◆ **What needs to be done**: Look through the lines below and extract any with the word "while".

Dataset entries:
----------------

//! Elementary cycle enumeration (Johnson's algorithm).
//!
//! Nodes are ranked by identifier so that the start vertex of every search
//! round is the smallest member of any cycle it finds. Each round takes the
//! strongly connected component containing the start vertex within the
//! subgraph of nodes ranked at or above it, then enumerates circuits through
//! the start vertex with Johnson's blocking scheme. Circuits therefore come
//! out already rotated to their smallest identifier, and each elementary
//! cycle is produced once.
//!
//! Self-loops are dropped and parallel edges collapsed before the search:
//! a cycle's identity is its node sequence.

use std::collections::BTreeSet;

use petgraph::algo::{is_cyclic_directed, tarjan_scc};
use petgraph::graph::{DiGraph, NodeIndex};
use tracing::debug;

use crate::graph::Graph;

/// A closed node sequence: first and last entries are the same node.
pub type Cycle = Vec<String>;

/// Enumerates the elementary cycles of one graph snapshot.
#[derive(Debug, Clone)]
pub struct CycleEnumerator<'g> {
    graph: &'g Graph,
    /// Graph node index for each rank (ranks ordered by identifier).
    order: Vec<u32>,
    /// Deduplicated successor ranks, self-loops removed.
    succ: Vec<Vec<usize>>,
}

impl<'g> CycleEnumerator<'g> {
    pub fn new(graph: &'g Graph) -> Self {
        let mut order: Vec<u32> = graph.nodes_iter().map(|(id, _)| id).collect();
        order.sort_by(|&a, &b| graph.ident(a).cmp(graph.ident(b)));

        let mut rank = vec![0usize; order.len()];
        for (r, &id) in order.iter().enumerate() {
            rank[id as usize] = r;
        }

        let succ = order
            .iter()
            .enumerate()
            .map(|(r, &id)| {
                let mut next: Vec<usize> = graph
                    .neighbors_out(id)
                    .iter()
                    .map(|e| rank[e.target as usize])
                    .filter(|&t| t != r)
                    .collect();
                next.sort_unstable();
                next.dedup();
                next
            })
            .collect();

        Self { graph, order, succ }
    }

    pub fn graph(&self) -> &'g Graph {
        self.graph
    }

    /// Every elementary cycle, canonically rotated, sorted and deduplicated.
    ///
    /// Each cycle lists its nodes in edge direction starting from its
    /// lexicographically smallest identifier, with that identifier repeated
    /// at the end. Direction is part of identity: `a→b→c→a` and `a→c→b→a`
    /// are different cycles.
    pub fn find_cycles(&self) -> Vec<Cycle> {
        let n = self.order.len();
        let mut found: BTreeSet<Cycle> = BTreeSet::new();
        let mut search = CircuitSearch::new(n);

        for s in 0..n {
            if self.succ[s].is_empty() {
                continue;
            }
            let component = self.component_of(s);
            if component.len() < 2 {
                continue;
            }
            search.run(s, &component, &self.succ, |circuit| {
                let ids: Vec<&str> = circuit.iter().map(|&r| self.ident(r)).collect();
                found.insert(canonicalize(&ids));
            });
        }

        debug!(
            graph = self.graph.graph_id(),
            cycles = found.len(),
            "enumerated elementary cycles"
        );
        found.into_iter().collect()
    }

    /// Whether the graph has at least one elementary cycle.
    ///
    /// Agrees with `!self.find_cycles().is_empty()`: self-loops alone do
    /// not count.
    pub fn detect_has_cycle(&self) -> bool {
        let mut g: DiGraph<(), ()> = DiGraph::with_capacity(self.order.len(), 0);
        let handles: Vec<NodeIndex> = (0..self.order.len()).map(|_| g.add_node(())).collect();
        for (from, targets) in self.succ.iter().enumerate() {
            for &to in targets {
                g.add_edge(handles[from], handles[to], ());
            }
        }
        is_cyclic_directed(&g)
    }

    fn ident(&self, rank: usize) -> &'g str {
        self.graph.ident(self.order[rank])
    }

    /// Membership mask of the strongly connected component containing `s`
    /// in the subgraph induced by ranks `s..n`. Returns the member ranks.
    fn component_of(&self, s: usize) -> Vec<usize> {
        let n = self.order.len();
        let mut sub: DiGraph<usize, ()> = DiGraph::with_capacity(n - s, 0);
        let handles: Vec<NodeIndex> = (s..n).map(|r| sub.add_node(r)).collect();
        for r in s..n {
            for &t in &self.succ[r] {
                if t >= s {
                    sub.add_edge(handles[r - s], handles[t - s], ());
                }
            }
        }

        tarjan_scc(&sub)
            .into_iter()
            .find(|scc| scc.contains(&handles[0]))
            .map(|scc| scc.into_iter().map(|ix| sub[ix]).collect())
            .unwrap_or_default()
    }
}

/// Rotate a cycle (given without its closing repetition) to start at its
/// smallest identifier, then close it.
pub fn canonicalize(cycle: &[&str]) -> Cycle {
    let Some(min_pos) = cycle
        .iter()
        .enumerate()
        .min_by(|a, b| a.1.cmp(b.1))
        .map(|(i, _)| i)
    else {
        return Vec::new();
    };

    let mut out: Cycle = cycle[min_pos..]
        .iter()
        .chain(cycle[..min_pos].iter())
        .map(|s| s.to_string())
        .collect();
    out.push(cycle[min_pos].to_string());
    out
}

/// Reusable state for Johnson's circuit search.
struct CircuitSearch {
    in_component: Vec<bool>,
    blocked: Vec<bool>,
    /// `blocked_by[w]`: nodes to unblock once `w` is unblocked.
    blocked_by: Vec<Vec<usize>>,
}

struct Frame {
    node: usize,
    next: usize,
    closed: bool,
}

impl CircuitSearch {
    fn new(n: usize) -> Self {
        Self {
            in_component: vec![false; n],
            blocked: vec![false; n],
            blocked_by: vec![Vec::new(); n],
        }
    }

    /// Emit every circuit through `s` inside `component`. Each circuit is
    /// passed as the node ranks starting at `s`, without the closing `s`.
    fn run<F>(&mut self, s: usize, component: &[usize], succ: &[Vec<usize>], mut emit: F)
    where
        F: FnMut(&[usize]),
    {
        for &v in component {
            self.in_component[v] = true;
            self.blocked[v] = false;
            self.blocked_by[v].clear();
        }

        let mut path = vec![s];
        let mut frames = vec![Frame {
            node: s,
            next: 0,
            closed: false,
        }];
        self.blocked[s] = true;

        while let Some(frame) = frames.last_mut() {
            let v = frame.node;
            if let Some(&w) = succ[v].get(frame.next) {
                frame.next += 1;
                if !self.in_component[w] {
                    continue;
                }
                if w == s {
                    emit(&path);
                    frame.closed = true;
                } else if !self.blocked[w] {
                    self.blocked[w] = true;
                    path.push(w);
                    frames.push(Frame {
                        node: w,
                        next: 0,
                        closed: false,
                    });
                }
                continue;
            }

            let closed = frame.closed;
            frames.pop();
            path.pop();
            if closed {
                self.unblock(v);
            } else {
                for &w in &succ[v] {
                    if self.in_component[w] && !self.blocked_by[w].contains(&v) {
                        self.blocked_by[w].push(v);
                    }
                }
            }
            if let Some(parent) = frames.last_mut() {
                parent.closed |= closed;
            }
        }

        for &v in component {
            self.in_component[v] = false;
        }
    }

    fn unblock(&mut self, u: usize) {
        let mut pending = vec![u];
        while let Some(x) = pending.pop() {
            self.blocked[x] = false;
            for w in std::mem::take(&mut self.blocked_by[x]) {
                if self.blocked[w] {
                    pending.push(w);
                }
            }
        }
    }
}
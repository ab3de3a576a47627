//! graph-query CLI: validate graph documents and answer path/cycle queries.

use std::path::{Path, PathBuf};
use std::process::ExitCode;

use clap::{Parser, Subcommand};
use graph_query::config::{
    DEFAULT_GRAPH_DIR, DEFAULT_MAX_MEMORY_MB, ENV_GRAPH_DIR, ENV_MAX_MEMORY_MB,
};
use graph_query::{ingest, load_snapshot, DirectoryStore, Dispatcher, Error, Settings};
use graph_query_core::CycleEnumerator;
use tracing_subscriber::EnvFilter;

#[derive(Parser)]
#[command(name = "graph-query")]
#[command(version, about, long_about = None)]
#[command(propagate_version = true)]
struct Cli {
    /// Directory of XML graph documents
    #[arg(long, global = true, env = ENV_GRAPH_DIR, default_value = DEFAULT_GRAPH_DIR)]
    graph_dir: PathBuf,

    /// Memory cap for one loaded graph, in MB
    #[arg(long, global = true, env = ENV_MAX_MEMORY_MB, default_value_t = DEFAULT_MAX_MEMORY_MB)]
    max_memory_mb: u32,

    /// Verbose output (can be repeated: -v, -vv, -vvv)
    #[arg(short, long, action = clap::ArgAction::Count, global = true)]
    verbose: u8,

    #[command(subcommand)]
    command: Commands,
}

#[derive(Subcommand)]
enum Commands {
    /// Parse and validate one XML graph document
    Parse {
        /// Path to the document
        file: PathBuf,
    },

    /// Answer a JSON request read from stdin; the response goes to stdout
    Query,

    /// List every elementary cycle of a stored graph
    Cycles {
        /// Graph identifier
        graph_id: String,
    },
}

fn main() -> ExitCode {
    let cli = Cli::parse();

    let filter = match cli.verbose {
        0 => "warn",
        1 => "info",
        2 => "debug",
        _ => "trace",
    };

    // stdout is reserved for command output.
    tracing_subscriber::fmt()
        .with_env_filter(
            EnvFilter::try_from_default_env().unwrap_or_else(|_| EnvFilter::new(filter)),
        )
        .with_target(false)
        .with_writer(std::io::stderr)
        .init();

    let result = Settings::new(cli.graph_dir, cli.max_memory_mb).and_then(|settings| {
        match cli.command {
            Commands::Parse { file } => run_parse(&file),
            Commands::Query => run_query(&settings),
            Commands::Cycles { graph_id } => run_cycles(&settings, &graph_id),
        }
    });

    match result {
        Ok(()) => ExitCode::SUCCESS,
        Err(e) => {
            eprintln!("error: {e}");
            let mut source = std::error::Error::source(&e);
            while let Some(cause) = source {
                eprintln!("  caused by: {cause}");
                source = std::error::Error::source(cause);
            }
            ExitCode::FAILURE
        }
    }
}

fn run_parse(file: &Path) -> Result<(), Error> {
    let doc = ingest::parse_file(file)?;
    println!("Parsing successful! Graph structure:");
    println!("Graph ID: {}", doc.id);
    println!("Graph Name: {}", doc.name);
    println!("Number of nodes: {}", doc.nodes.len());
    println!("Number of edges: {}", doc.edges.len());
    Ok(())
}

fn run_query(settings: &Settings) -> Result<(), Error> {
    let store = DirectoryStore::open(&settings.graph_dir)?;
    let stdin = std::io::stdin().lock();
    let stdout = std::io::stdout().lock();
    Dispatcher::new(&store, settings).run(stdin, stdout)?;
    Ok(())
}

fn run_cycles(settings: &Settings, graph_id: &str) -> Result<(), Error> {
    let store = DirectoryStore::open(&settings.graph_dir)?;
    let graph = load_snapshot(&store, graph_id, settings)?
        .ok_or_else(|| Error::GraphNotFound(graph_id.to_string()))?;

    let cycles = CycleEnumerator::new(&graph).find_cycles();
    if cycles.is_empty() {
        println!("No cycles in graph '{graph_id}'.");
        return Ok(());
    }

    println!("Found {} cycles in graph '{graph_id}':", cycles.len());
    for (i, cycle) in cycles.iter().enumerate() {
        println!("  {:>4}: {}", i + 1, cycle.join(" → "));
    }
    Ok(())
}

----------------

◆ **Result for this task**:
        while let Some(frame) = frames.last_mut() {
        while let Some(x) = pending.pop() {
            while let Some(cause) = source {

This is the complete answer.